The hard sun beats down upon the cobblestone streets. Wavering, dancing almost with the shadows once more, I find myself running into a Lucky Dog stand and asking for one of the city’s finest delicacies. This is like that book I say to the vendor. Remember Ignatius? When he dressed up like a pirate in order to drum up sales but the fat bastard just ate all the goddamn hot dogs. Yea they chased his fatass down Pirates Alley. Right there I pointed with my finger. The vendor did not look nor was he amused. Another crazy Toole fan he thought to himself. Like you’re the first to tell me about Ignatius Reilly jackass.
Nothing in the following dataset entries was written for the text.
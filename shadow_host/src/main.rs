use anyhow::{Context, Result};
use arc_swap::ArcSwap;
use fern::colors::ColoredLevelConfig;
use log::LevelFilter;
use shadow_host::link_audio::{self, LinkAudioReader};
use shadow_host::mailbox::Mailbox;
use shadow_host::midi_bus;
use shadow_host::module_manager::ModuleManager;
use shadow_host::monitor::SubscriberMonitor;
use shadow_host::publisher::{self, PublisherCore};
use shadow_host::subscriber::LinkSubscriber;
use shadow_host::tick::{HostTick, NullUi};
use shadow_shared::settings::HostSettings;
use std::net::UdpSocket;
use std::path::{Path, PathBuf};
use std::sync::Arc;
use std::time::Duration;

const DEVICE_PATH: &str = "/dev/ablspi0.0";
const BASE_DIR: &str = "/data/UserData/shadowbox";

fn setup_logging() {
    let log_colors = ColoredLevelConfig::default();

    #[cfg(debug_assertions)]
    const MAIN_LOG_LEVEL: LevelFilter = LevelFilter::Debug;
    #[cfg(not(debug_assertions))]
    const MAIN_LOG_LEVEL: LevelFilter = LevelFilter::Info;

    fern::Dispatch::new()
        .format(move |out, message, record| {
            out.finish(format_args!(
                "{}[{}][{}] {}",
                chrono::Local::now().format("[%H:%M:%S]"),
                record.target(),
                log_colors.color(record.level()),
                message
            ))
        })
        .level(MAIN_LOG_LEVEL)
        .chain(std::io::stdout())
        .apply()
        .expect("logger init");
}

/// Publisher thread: wakes on block ticks, drains accumulator rings to
/// UDP, announces the session, and honors channel requests.
fn spawn_publisher_thread(
    mut core: PublisherCore,
    reader_endpoint: Arc<LinkAudioReader>,
    tick_rx: crossbeam_channel::Receiver<()>,
) -> std::thread::JoinHandle<()> {
    std::thread::spawn(move || {
        let socket = match UdpSocket::bind("0.0.0.0:0") {
            Ok(s) => s,
            Err(e) => {
                log::warn!("publisher: no socket: {e}");
                return;
            }
        };
        let _ = socket.set_nonblocking(true);
        let mut recv_buf = [0u8; 256];
        let started = std::time::Instant::now();

        // Runs until the tick sender is dropped at shutdown.
        while let Ok(()) = tick_rx.recv() {
            while let Ok((n, from)) = socket.recv_from(&mut recv_buf) {
                core.on_datagram(&recv_buf[..n], from);
            }

            let captured = reader_endpoint.captured_endpoint().map(|e| e.dest);
            let now_ns = started.elapsed().as_nanos() as u64;
            core.on_tick(now_ns, &mut |outgoing| {
                if let Some(dest) = outgoing.dest.or(captured) {
                    let _ = socket.send_to(&outgoing.payload, dest);
                }
            });
        }
        log::info!("publisher thread exited");
    })
}

fn run() -> Result<()> {
    let args: Vec<String> = std::env::args().collect();
    if args.len() > 2 {
        eprintln!("usage: shadow-host <script.js>");
        std::process::exit(1);
    }
    // The script layer runs out of process; the path is recorded for it.
    let script = args.get(1).cloned().unwrap_or_else(|| "move_default.js".to_string());
    log::info!("ui script: {script}");

    let base_dir = PathBuf::from(
        std::env::var("SHADOW_BASE_DIR").unwrap_or_else(|_| BASE_DIR.to_string()),
    );

    // Mailbox is fatal: without the device there is nothing to host.
    let device =
        std::env::var("SHADOW_DEVICE").unwrap_or_else(|_| DEVICE_PATH.to_string());
    let mut mailbox = Mailbox::open(Path::new(&device))
        .with_context(|| format!("mailbox unavailable at {device}"))?;
    mailbox.start_stream();

    let settings = Arc::new(ArcSwap::from_pointee(HostSettings::load(
        &base_dir.join("settings.txt"),
    )));

    let mut modules = ModuleManager::new(
        mailbox.base_ptr(),
        midi_bus::midi_send_internal_cb,
        midi_bus::midi_send_external_cb,
    );
    let modules_dir = base_dir.join("modules");
    log::info!("scanning for modules in {}", modules_dir.display());
    modules.scan(&modules_dir);

    // Link-audio intercept, subscriber and watchdog.
    let endpoint_path = base_dir.join("link-audio-endpoint");
    let (intercept, reader) = link_audio::link_audio(Some(endpoint_path));
    let reader = Arc::new(reader);

    let mut _in_process_subscriber = None;
    let mut _subscriber_monitor = None;
    if let Ok(cmd) = std::env::var("SHADOW_LINK_SUBSCRIBER") {
        // External subscriber process, watched for staleness.
        let counter_reader = Arc::clone(&reader);
        _subscriber_monitor = Some(SubscriberMonitor::spawn(
            move || std::process::Command::new(&cmd),
            move || counter_reader.packets_intercepted(),
            || {},
        ));
    } else if let Ok(bind) = std::env::var("SHADOW_LINK_BIND") {
        match bind.parse() {
            Ok(addr) => match LinkSubscriber::spawn(addr, intercept) {
                Ok(sub) => _in_process_subscriber = Some(sub),
                Err(e) => log::warn!("link subscriber failed: {e}"),
            },
            Err(e) => log::warn!("bad SHADOW_LINK_BIND: {e}"),
        }
    }

    // Publisher: peer/session identity fresh per run.
    let peer_id = fastrand::u64(..).to_be_bytes();
    let session_id = fastrand::u64(..).to_be_bytes();
    let (pub_handle, pub_core) = publisher::publisher(peer_id, session_id);
    let (tick_tx, tick_rx) = crossbeam_channel::bounded(4);
    let publisher_thread = spawn_publisher_thread(pub_core, Arc::clone(&reader), tick_rx);

    let mut host = HostTick::new(mailbox, modules, settings);
    host.attach_publisher(pub_handle, tick_tx);

    // Optionally start with a module loaded.
    if let Ok(id) = std::env::var("SHADOW_MODULE") {
        if let Err(e) = host.modules.load_by_id(&id) {
            log::warn!("initial module load failed: {e}");
        }
    }

    let mut ui = NullUi;
    while !host.exit_requested {
        host.run_block(&mut ui);

        if host.menu_reload_requested {
            host.menu_reload_requested = false;
            host.unload_module();
        }
    }

    log::info!("shutting down");
    host.unload_module();
    // Dropping the host drops the tick sender, stopping the publisher.
    drop(host);
    let _ = publisher_thread.join();
    Ok(())
}

fn main() {
    setup_logging();
    if let Err(e) = run() {
        log::error!("{e:#}");
        std::process::exit(1);
    }

    // Give detached helper threads a beat to wind down.
    std::thread::sleep(Duration::from_millis(50));
}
I rambled down to Dauphine and knocked on a friend’s door. He’s rich, walks around in vintage suits with glasses like a 70s detective smoking clove cigarettes. In his house he plays John Lee Hooker all day long and it fills the scene with the brick walls and plaster breaking onto the floor. In his bed is an older woman and he yells at her to get her ass up and go make some money he says. She’s striking even at two in the afternoon. Her breasts are spilling out of spaghetti strap blouse and she has on underwear covering only her bottom. Don’t take my damn sheets woman he tells her and then we leave. On the street he tells me I’ve got a job for you. Easy money while shaking his head to a funky beat. His gait is slow and he straightens his sleeves from his jacket with nervous tension. What is it I ask him and he tells me about driving cars around a dog track in Destrehan for a police auction. I even talked the guy into giving you a Cadillac if you do a good job. We shake hands like brokering a business deal. He puts another hand on top of our handshake the way I’ve seen Italians do in mafia movies. This is a good thing he tells me good work here Ross don’t leave us and then he’s getting into his car.

I crumple the piece of paper with the phone number into my pocket and move on down the street a little further. Collapsed in the tunnel of balconies and patios and slow heat waves crushing the air. I am a ghost. No one can touch me. No one can find me.